Among the lines below, restate word for word only those from the line with "command to run" through the line with "(manifests, cluster configs).", with both end lines kept.

● Collected data
══════
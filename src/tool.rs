//! External tool invocation
//!
//! Every interaction with kind, helm and kubectl goes through [`ToolInvoker`].
//! Invocations are classified as queries or mutations so that re-runs can be
//! audited for unwanted side effects.

use std::fmt;
use std::io::ErrorKind;
use std::process::Stdio;

use async_trait::async_trait;
#[cfg(test)]
use mockall::automock;
use tokio::io::AsyncWriteExt;
use tokio::process::Command;
use tracing::{debug, info, warn};
use zeroize::Zeroizing;

use crate::{Error, Result};

/// Whether an invocation may change external state
#[derive(Clone, Copy, Debug, PartialEq, Eq)]
pub enum InvocationKind {
    /// Read-only: listing, status, existence checks
    Query,
    /// Creates, updates or deletes external state
    Mutation,
}

/// A single external command to run
#[derive(Clone, PartialEq, Eq)]
pub struct Invocation {
    /// Program name, resolved through `PATH`
    pub program: String,
    /// Arguments
    pub args: Vec<String>,
    /// Payload written to the child's stdin (manifests, cluster configs).
    /// Wiped from memory when the invocation is dropped.
    pub stdin: Option<Zeroizing<String>>,
    /// Query or mutation
    pub kind: InvocationKind,
}

impl Invocation {
    /// A read-only invocation
    pub fn query<I, S>(program: &str, args: I) -> Self
    where
        I: IntoIterator<Item = S>,
        S: Into<String>,
    {
        Self {
            program: program.to_string(),
            args: args.into_iter().map(Into::into).collect(),
            stdin: None,
            kind: InvocationKind::Query,
        }
    }

    /// A state-changing invocation
    pub fn mutation<I, S>(program: &str, args: I) -> Self
    where
        I: IntoIterator<Item = S>,
        S: Into<String>,
    {
        Self {
            kind: InvocationKind::Mutation,
            ..Self::query(program, args)
        }
    }

    /// Attach a stdin payload
    pub fn with_stdin(mut self, payload: impl Into<String>) -> Self {
        self.stdin = Some(Zeroizing::new(payload.into()));
        self
    }

    /// The stdin payload, if any
    pub fn stdin_payload(&self) -> Option<&str> {
        self.stdin.as_deref().map(String::as_str)
    }

    /// Whether this invocation may change external state
    pub fn is_mutation(&self) -> bool {
        self.kind == InvocationKind::Mutation
    }

    /// Subcommand words without flags, e.g. `["create", "cluster"]`
    pub fn verbs(&self) -> Vec<&str> {
        let mut verbs = Vec::new();
        let mut skip_value = false;
        for arg in &self.args {
            if skip_value {
                skip_value = false;
                continue;
            }
            if let Some(flag) = arg.strip_prefix("--") {
                skip_value = !flag.contains('=') && flag_takes_value(flag);
                continue;
            }
            if arg.starts_with('-') {
                // Short flags used here (-o, -n, -l, -f) all take a value
                skip_value = arg.len() == 2;
                continue;
            }
            verbs.push(arg.as_str());
        }
        verbs
    }

    /// Value of a `--flag value` or `--flag=value` argument
    pub fn flag(&self, name: &str) -> Option<&str> {
        let long = format!("--{name}");
        let prefix = format!("--{name}=");
        let mut iter = self.args.iter();
        while let Some(arg) = iter.next() {
            if *arg == long {
                return iter.next().map(String::as_str);
            }
            if let Some(value) = arg.strip_prefix(&prefix) {
                return Some(value);
            }
        }
        None
    }
}

/// Long flags whose value is a separate argument
fn flag_takes_value(flag: &str) -> bool {
    !matches!(
        flag,
        "install" | "overwrite" | "create-namespace" | "force-update" | "help"
    )
}

impl fmt::Display for Invocation {
    /// Program and arguments only; stdin payloads may hold credentials and are
    /// never rendered.
    fn fmt(&self, f: &mut fmt::Formatter<'_>) -> fmt::Result {
        write!(f, "{}", self.program)?;
        for arg in &self.args {
            write!(f, " {arg}")?;
        }
        Ok(())
    }
}

impl fmt::Debug for Invocation {
    fn fmt(&self, f: &mut fmt::Formatter<'_>) -> fmt::Result {
        f.debug_struct("Invocation")
            .field("program", &self.program)
            .field("args", &self.args)
            .field(
                "stdin",
                &self.stdin_payload().map(|s| format!("<{} bytes>", s.len())),
            )
            .field("kind", &self.kind)
            .finish()
    }
}

/// Exit status and captured output of a finished process
#[derive(Clone, Debug, Default, PartialEq, Eq)]
pub struct ToolOutput {
    /// Exit code; `None` if the process was terminated by a signal
    pub code: Option<i32>,
    /// Captured standard output
    pub stdout: String,
    /// Captured standard error
    pub stderr: String,
}

impl ToolOutput {
    /// A successful output with the given stdout
    pub fn ok(stdout: impl Into<String>) -> Self {
        Self {
            code: Some(0),
            stdout: stdout.into(),
            stderr: String::new(),
        }
    }

    /// A failed output with the given exit code and stderr
    pub fn failed(code: i32, stderr: impl Into<String>) -> Self {
        Self {
            code: Some(code),
            stdout: String::new(),
            stderr: stderr.into(),
        }
    }

    /// Whether the process exited with status zero
    pub fn success(&self) -> bool {
        self.code == Some(0)
    }

    /// Turn a non-zero exit into `Error::CommandFailed`, keeping all output
    pub fn into_result(self, invocation: &Invocation) -> Result<ToolOutput> {
        if self.success() {
            Ok(self)
        } else {
            Err(Error::CommandFailed {
                command: invocation.to_string(),
                code: self.code,
                stdout: self.stdout,
                stderr: self.stderr,
            })
        }
    }
}

/// Runs external cluster-management commands
///
/// Implementations must not fail merely because the command exited non-zero;
/// the exit status is part of the returned [`ToolOutput`]. `Err` is reserved
/// for failing to run the command at all.
#[cfg_attr(test, automock)]
#[async_trait]
pub trait ToolInvoker: Send + Sync {
    /// Run the invocation to completion and capture its output
    async fn invoke(&self, invocation: &Invocation) -> Result<ToolOutput>;
}

/// Run an invocation and require it to succeed
pub async fn run_checked<I: ToolInvoker + ?Sized>(
    invoker: &I,
    invocation: &Invocation,
) -> Result<ToolOutput> {
    invoker.invoke(invocation).await?.into_result(invocation)
}

/// [`ToolInvoker`] backed by real child processes
#[derive(Clone, Debug, Default)]
pub struct ProcessInvoker;

impl ProcessInvoker {
    /// Create a new process invoker
    pub fn new() -> Self {
        Self
    }
}

#[async_trait]
impl ToolInvoker for ProcessInvoker {
    async fn invoke(&self, invocation: &Invocation) -> Result<ToolOutput> {
        debug!(command = %invocation, mutation = invocation.is_mutation(), "invoking");

        let mut command = Command::new(&invocation.program);
        command
            .args(&invocation.args)
            .stdin(if invocation.stdin.is_some() {
                Stdio::piped()
            } else {
                Stdio::null()
            })
            .stdout(Stdio::piped())
            .stderr(Stdio::piped())
            .kill_on_drop(false);

        let mut child = command.spawn().map_err(|e| Error::CommandFailed {
            command: invocation.to_string(),
            code: None,
            stdout: String::new(),
            stderr: format!("failed to spawn {}: {}", invocation.program, e),
        })?;

        if let (Some(payload), Some(mut stdin)) = (invocation.stdin_payload(), child.stdin.take()) {
            match stdin.write_all(payload.as_bytes()).await {
                Ok(()) => {}
                // The child exited before reading everything; its exit status
                // and stderr below say why
                Err(e) if e.kind() == ErrorKind::BrokenPipe => {
                    warn!(command = %invocation, "child closed stdin before reading all input");
                }
                Err(e) => return Err(e.into()),
            }
            // Closing stdin signals EOF to tools reading `-f -`
            drop(stdin);
        }

        let output = child.wait_with_output().await?;
        Ok(ToolOutput {
            code: output.status.code(),
            stdout: String::from_utf8_lossy(&output.stdout).to_string(),
            stderr: String::from_utf8_lossy(&output.stderr).to_string(),
        })
    }
}

/// A tool the orchestrator cannot run without
#[derive(Clone, Copy, Debug)]
pub struct Prerequisite {
    /// Binary name
    pub tool: &'static str,
    /// Installation hint shown when missing
    pub hint: &'static str,
}

/// Tools required for a full bootstrap
pub const PREREQUISITES: &[Prerequisite] = &[
    Prerequisite {
        tool: "docker",
        hint: "Install Docker: https://docs.docker.com/get-docker/",
    },
    Prerequisite {
        tool: "kind",
        hint: "Install kind: https://kind.sigs.k8s.io/docs/user/quick-start/#installation",
    },
    Prerequisite {
        tool: "kubectl",
        hint: "Install kubectl: https://kubernetes.io/docs/tasks/tools/",
    },
    Prerequisite {
        tool: "helm",
        hint: "Install helm: https://helm.sh/docs/intro/install/",
    },
];

/// Verify every prerequisite tool is on `PATH`
pub async fn check_prerequisites<I: ToolInvoker + ?Sized>(
    invoker: &I,
    prerequisites: &[Prerequisite],
) -> Result<()> {
    info!("Checking prerequisites...");

    for prerequisite in prerequisites {
        let which = Invocation::query("which", [prerequisite.tool]);
        let found = match invoker.invoke(&which).await {
            Ok(output) => output.success(),
            Err(e) => {
                return Err(Error::PrerequisiteNotFound {
                    tool: "which".to_string(),
                    hint: format!("cannot look up {}: {e}", prerequisite.tool),
                })
            }
        };
        if !found {
            return Err(Error::PrerequisiteNotFound {
                tool: prerequisite.tool.to_string(),
                hint: prerequisite.hint.to_string(),
            });
        }
        debug!(tool = prerequisite.tool, "found");
    }

    Ok(())
}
══════
● Answer space
/// A single external command to run
#[derive(Clone, PartialEq, Eq)]
pub struct Invocation {
    /// Program name, resolved through `PATH`
    pub program: String,
    /// Arguments
    pub args: Vec<String>,
    /// Payload written to the child's stdin (manifests, cluster configs).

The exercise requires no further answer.